*** Block opens ***

//! Documents that survive a trip to Markdown and back.

use proptest::prelude::*;
use richmd_babel::{from_markdown, to_markdown, Block, BlockType, Entity, RawDocument, StyleRange};

const BLOCK_TYPES: &[BlockType] = &[
    BlockType::Unstyled,
    BlockType::HeaderOne,
    BlockType::HeaderTwo,
    BlockType::HeaderThree,
    BlockType::HeaderFour,
    BlockType::HeaderFive,
    BlockType::HeaderSix,
    BlockType::UnorderedListItem,
    BlockType::OrderedListItem,
    BlockType::Blockquote,
    BlockType::CodeBlock,
];

fn block_strategy() -> impl Strategy<Value = Block> {
    (
        prop::sample::select(BLOCK_TYPES),
        prop::collection::vec("[a-z]{1,8}", 1..=4),
        prop::option::of((any::<prop::sample::Index>(), prop::bool::ANY)),
    )
        .prop_map(|(block_type, words, style)| {
            let text = words.join(" ");
            let mut block = Block::new(block_type, text);
            if let (Some((index, bold)), false) = (style, block_type == BlockType::CodeBlock) {
                let word = index.index(words.len());
                let offset: usize = words[..word].iter().map(|w| w.len() + 1).sum();
                let name = if bold { "BOLD" } else { "ITALIC" };
                block = block.with_style(offset, words[word].len(), name);
            }
            block
        })
}

proptest! {
    #[test]
    fn test_blocks_round_trip(blocks in prop::collection::vec(block_strategy(), 1..6)) {
        let doc = RawDocument { blocks, ..RawDocument::default() };
        let md = to_markdown(&doc).unwrap();
        let back = from_markdown(&md).unwrap();

        prop_assert_eq!(back.blocks.len(), doc.blocks.len());
        for (original, parsed) in doc.blocks.iter().zip(&back.blocks) {
            prop_assert_eq!(&parsed.text, &original.text);
            prop_assert_eq!(parsed.block_type, original.block_type);
            if original.block_type != BlockType::CodeBlock {
                prop_assert_eq!(&parsed.inline_style_ranges, &original.inline_style_ranges);
            }
        }
    }
}

#[test]
fn test_link_round_trip() {
    let md = "see [here](http://x)";
    let doc = from_markdown(md).unwrap();
    assert_eq!(to_markdown(&doc).unwrap(), md);
}

#[test]
fn test_image_round_trip() {
    let doc = RawDocument {
        blocks: vec![Block::new(BlockType::Atomic, " ").with_entity(0, 0, 1)],
        entity_map: [(0, Entity::image("cat.png", "a cat"))].into_iter().collect(),
    };

    let md = to_markdown(&doc).unwrap();
    assert_eq!(md, "![a cat](cat.png)");

    let back = from_markdown(&md).unwrap();
    assert_eq!(back, doc);
}

#[test]
fn test_styled_header_round_trip() {
    let md = "## make __this__ *count*";
    let doc = from_markdown(md).unwrap();
    assert_eq!(
        doc.blocks[0].inline_style_ranges,
        vec![StyleRange::new(5, 4, "BOLD"), StyleRange::new(10, 5, "ITALIC")]
    );
    assert_eq!(to_markdown(&doc).unwrap(), md);
}

#[test]
fn test_intraword_bold_does_not_survive() {
    let doc = RawDocument {
        blocks: vec![Block::new(BlockType::Unstyled, "abc").with_style(1, 1, "BOLD")],
        ..RawDocument::default()
    };
    let md = to_markdown(&doc).unwrap();
    assert_eq!(md, "a__b__c");

    let back = from_markdown(&md).unwrap();
    assert_eq!(back.blocks[0].text, "a__b__c");
    assert!(back.blocks[0].inline_style_ranges.is_empty());
}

*** Block closes ***

→ Work order:
Within the data above, the lines from the one with "let offset: usize" to the one with "if original.block_type != BlockType::CodeBlock" must be repeated exactly; no other line belongs in the answer.

→ Exercise answer:
                let offset: usize = words[..word].iter().map(|w| w.len() + 1).sum();
                let name = if bold { "BOLD" } else { "ITALIC" };
                block = block.with_style(offset, words[word].len(), name);
            }
            block
        })
}

proptest! {
    #[test]
    fn test_blocks_round_trip(blocks in prop::collection::vec(block_strategy(), 1..6)) {
        let doc = RawDocument { blocks, ..RawDocument::default() };
        let md = to_markdown(&doc).unwrap();
        let back = from_markdown(&md).unwrap();

        prop_assert_eq!(back.blocks.len(), doc.blocks.len());
        for (original, parsed) in doc.blocks.iter().zip(&back.blocks) {
            prop_assert_eq!(&parsed.text, &original.text);
            prop_assert_eq!(parsed.block_type, original.block_type);
            if original.block_type != BlockType::CodeBlock {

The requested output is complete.